_PROBLEM:_ Return the records below word for word.

━━━━━━━━

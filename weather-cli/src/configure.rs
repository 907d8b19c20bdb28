//! Interactive editing of the configuration file.

use anyhow::{Context, Result};
use inquire::{Confirm, CustomType, Password, Text};
use marine_weather_core::Config;

/// Prompt for every connection setting, starting from what is on disk.
pub fn run() -> Result<()> {
    let mut config = Config::load_file()?;
    prompt(&mut config).context("reading configuration answers")?;

    config.save()?;
    println!("Configuration saved to {}", Config::config_file_path()?.display());
    Ok(())
}

fn prompt(config: &mut Config) -> Result<(), inquire::InquireError> {
    let broker = &mut config.broker;
    broker.host = Text::new("RabbitMQ host:")
        .with_default(&broker.host)
        .prompt()?;
    broker.port = CustomType::<u16>::new("RabbitMQ port:")
        .with_default(broker.port)
        .prompt()?;
    broker.user = Text::new("RabbitMQ user:")
        .with_default(&broker.user)
        .prompt()?;
    if Confirm::new("Change the RabbitMQ password?")
        .with_default(false)
        .prompt()?
    {
        broker.password = Password::new("RabbitMQ password:")
            .without_confirmation()
            .prompt()?;
    }
    broker.exchange = Text::new("Exchange:")
        .with_default(&broker.exchange)
        .prompt()?;
    broker.queue = Text::new("Queue:").with_default(&broker.queue).prompt()?;

    let store = &mut config.store;
    store.uri = Text::new("MongoDB URI:").with_default(&store.uri).prompt()?;
    store.database = Text::new("MongoDB database:")
        .with_default(&store.database)
        .prompt()?;
    let user = Text::new("MongoDB user (empty for none):")
        .with_default(store.user.as_deref().unwrap_or_default())
        .prompt()?;
    store.user = Some(user).filter(|u| !u.trim().is_empty());
    if store.user.is_some() {
        store.password = Some(
            Password::new("MongoDB password:")
                .without_confirmation()
                .prompt()?,
        );
    } else {
        store.password = None;
    }

    let provider = &mut config.provider;
    provider.timeout_secs = CustomType::<u64>::new("Weather API timeout (seconds):")
        .with_default(provider.timeout_secs)
        .prompt()?;
    let timezone = Text::new("Default timezone (empty to detect):")
        .with_default(provider.timezone.as_deref().unwrap_or_default())
        .prompt()?;
    provider.timezone = Some(timezone).filter(|tz| !tz.trim().is_empty());

    config.consumer.requeue_transient =
        Confirm::new("Requeue a message once after a transient weather API failure?")
            .with_default(config.consumer.requeue_transient)
            .prompt()?;
    Ok(())
}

━━━━━━━━

_WRITTEN REPLY:_
filename weather-cli/src/configure.rs
repository 907d8b19c20bdb28
//! Interactive editing of the configuration file.

use anyhow::{Context, Result};
use inquire::{Confirm, CustomType, Password, Text};
use marine_weather_core::Config;

/// Prompt for every connection setting, starting from what is on disk.
pub fn run() -> Result<()> {
    let mut config = Config::load_file()?;
    prompt(&mut config).context("reading configuration answers")?;

    config.save()?;
    println!("Configuration saved to {}", Config::config_file_path()?.display());
    Ok(())
}

fn prompt(config: &mut Config) -> Result<(), inquire::InquireError> {
    let broker = &mut config.broker;
    broker.host = Text::new("RabbitMQ host:")
        .with_default(&broker.host)
        .prompt()?;
    broker.port = CustomType::<u16>::new("RabbitMQ port:")
        .with_default(broker.port)
        .prompt()?;
    broker.user = Text::new("RabbitMQ user:")
        .with_default(&broker.user)
        .prompt()?;
    if Confirm::new("Change the RabbitMQ password?")
        .with_default(false)
        .prompt()?
    {
        broker.password = Password::new("RabbitMQ password:")
            .without_confirmation()
            .prompt()?;
    }
    broker.exchange = Text::new("Exchange:")
        .with_default(&broker.exchange)
        .prompt()?;
    broker.queue = Text::new("Queue:").with_default(&broker.queue).prompt()?;

    let store = &mut config.store;
    store.uri = Text::new("MongoDB URI:").with_default(&store.uri).prompt()?;
    store.database = Text::new("MongoDB database:")
        .with_default(&store.database)
        .prompt()?;
    let user = Text::new("MongoDB user (empty for none):")
        .with_default(store.user.as_deref().unwrap_or_default())
        .prompt()?;
    store.user = Some(user).filter(|u| !u.trim().is_empty());
    if store.user.is_some() {
        store.password = Some(
            Password::new("MongoDB password:")
                .without_confirmation()
                .prompt()?,
        );
    } else {
        store.password = None;
    }

    let provider = &mut config.provider;
    provider.timeout_secs = CustomType::<u64>::new("Weather API timeout (seconds):")
        .with_default(provider.timeout_secs)
        .prompt()?;
    let timezone = Text::new("Default timezone (empty to detect):")
        .with_default(provider.timezone.as_deref().unwrap_or_default())
        .prompt()?;
    provider.timezone = Some(timezone).filter(|tz| !tz.trim().is_empty());

    config.consumer.requeue_transient =
        Confirm::new("Requeue a message once after a transient weather API failure?")
            .with_default(config.consumer.requeue_transient)
            .prompt()?;
    Ok(())
}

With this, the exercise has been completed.